▸ **Problem statement**
In the listing that follows, count each line containing the string "utils" and report only the count.

▸ **Data for the task**
______________________________
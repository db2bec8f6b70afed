//! Gameplay tuning loaded from ~/.duskrunner/config.json.

use std::io;

use serde::{Deserialize, Serialize};

use crate::utils::persistence;

/// File name inside the app directory.
pub const CONFIG_FILE: &str = "config.json";

/// Tuning table. Every field falls back to its built-in value when the
/// config file is missing, partial, or fails validation.
#[derive(Debug, Clone, Serialize, Deserialize)]
#[serde(default)]
pub struct RunnerConfig {
    /// Downward acceleration in rows/sec².
    pub gravity: f64,
    /// Jump velocity in rows/sec. Negative = upward.
    pub jump_impulse: f64,
    /// Obstacle velocity in cols/sec. Negative = leftward.
    pub obstacle_speed: f64,
    /// Seconds between obstacle spawns (fixed delay).
    pub spawn_interval: f64,
    /// Seconds per day/night phase.
    pub day_length: f64,
}

impl Default for RunnerConfig {
    fn default() -> Self {
        Self {
            gravity: 60.0,
            jump_impulse: -21.0,
            obstacle_speed: -16.0,
            spawn_interval: 2.0,
            day_length: 60.0,
        }
    }
}

impl RunnerConfig {
    /// Load from disk, falling back to defaults, then field-validate.
    pub fn load() -> Self {
        persistence::load_json_or_default::<RunnerConfig>(CONFIG_FILE).validated()
    }

    /// Write the current table to disk (seeds an editable file on first
    /// run).
    pub fn save(&self) -> io::Result<()> {
        persistence::save_json(CONFIG_FILE, self)
    }

    /// True if a config file is already present.
    pub fn exists_on_disk() -> bool {
        persistence::file_path(CONFIG_FILE)
            .map(|p| p.exists())
            .unwrap_or(false)
    }

    /// Replace out-of-range fields with their defaults, each field
    /// independently. Signs are part of the contract: gravity pulls
    /// down, jumps and obstacle velocity point the other way.
    pub fn validated(mut self) -> Self {
        let defaults = Self::default();
        if !(self.gravity.is_finite() && self.gravity > 0.0) {
            self.gravity = defaults.gravity;
        }
        if !(self.jump_impulse.is_finite() && self.jump_impulse < 0.0) {
            self.jump_impulse = defaults.jump_impulse;
        }
        if !(self.obstacle_speed.is_finite() && self.obstacle_speed < 0.0) {
            self.obstacle_speed = defaults.obstacle_speed;
        }
        if !(self.spawn_interval.is_finite() && self.spawn_interval > 0.0) {
            self.spawn_interval = defaults.spawn_interval;
        }
        if !(self.day_length.is_finite() && self.day_length > 0.0) {
            self.day_length = defaults.day_length;
        }
        self
    }
}
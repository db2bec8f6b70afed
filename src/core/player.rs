//! Runner vertical kinematics: gravity, jump impulse, ground contact.

use super::collision::Aabb;
use super::GROUND_ROW;

/// Runner fixed horizontal column (left edge).
pub const RUNNER_COL: u16 = 6;
/// Runner width in columns.
pub const RUNNER_WIDTH: u16 = 2;
/// Runner height in rows.
pub const RUNNER_HEIGHT: u16 = 2;

/// The runner. The horizontal position never changes; only the vertical
/// axis simulates. `y` is the feet row (float for smooth physics, lower
/// values = higher in the air).
#[derive(Debug, Clone)]
pub struct Player {
    pub y: f64,
    /// Vertical velocity in rows/sec (negative = upward).
    pub velocity: f64,
    pub grounded: bool,
}

impl Player {
    pub fn new() -> Self {
        Self {
            y: GROUND_ROW as f64,
            velocity: 0.0,
            grounded: true,
        }
    }

    /// Start a jump. Silently ignored while airborne.
    pub fn apply_jump_impulse(&mut self, impulse: f64) {
        if !self.grounded {
            return;
        }
        self.velocity = impulse;
        self.grounded = false;
    }

    /// Advance the vertical simulation by `dt` seconds. The feet never
    /// pass the ground row; landing zeroes the velocity.
    pub fn integrate(&mut self, dt: f64, gravity: f64) {
        self.velocity += gravity * dt;
        self.y += self.velocity * dt;
        if self.y >= GROUND_ROW as f64 {
            self.y = GROUND_ROW as f64;
            self.velocity = 0.0;
            self.grounded = true;
        }
    }

    /// Bounding box: feet at `y`, extending `RUNNER_HEIGHT` rows up.
    pub fn bounds(&self) -> Aabb {
        Aabb {
            x: RUNNER_COL as f64,
            y: self.y - RUNNER_HEIGHT as f64,
            w: RUNNER_WIDTH as f64,
            h: RUNNER_HEIGHT as f64,
        }
    }
}

impl Default for Player {
    fn default() -> Self {
        Self::new()
    }
}
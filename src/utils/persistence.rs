//! Generic JSON persistence helpers for ~/.duskrunner/ files.

use std::fs;
use std::io;
use std::path::PathBuf;

/// Get the ~/.duskrunner/ directory path, creating it if needed.
pub fn app_dir() -> io::Result<PathBuf> {
    let home_dir = dirs::home_dir().ok_or_else(|| {
        io::Error::new(
            io::ErrorKind::NotFound,
            "Could not determine home directory",
        )
    })?;
    let dir = home_dir.join(".duskrunner");
    fs::create_dir_all(&dir)?;
    Ok(dir)
}

/// Get the full path for a file in ~/.duskrunner/.
pub fn file_path(filename: &str) -> io::Result<PathBuf> {
    Ok(app_dir()?.join(filename))
}

/// Load a JSON file from ~/.duskrunner/, returning `T::default()` if
/// missing or invalid.
pub fn load_json_or_default<T: Default + serde::de::DeserializeOwned>(filename: &str) -> T {
    let path = match file_path(filename) {
        Ok(p) => p,
        Err(_) => return T::default(),
    };
    match fs::read_to_string(&path) {
        Ok(json) => serde_json::from_str(&json).unwrap_or_default(),
        Err(_) => T::default(),
    }
}

/// Save a value as pretty-printed JSON to ~/.duskrunner/.
pub fn save_json<T: serde::Serialize>(filename: &str, data: &T) -> io::Result<()> {
    let path = file_path(filename)?;
    let json = serde_json::to_string_pretty(data)
        .map_err(|e| io::Error::new(io::ErrorKind::InvalidData, e))?;
    fs::write(path, json)?;
    Ok(())
}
______________________________
▸ **Answer space**
2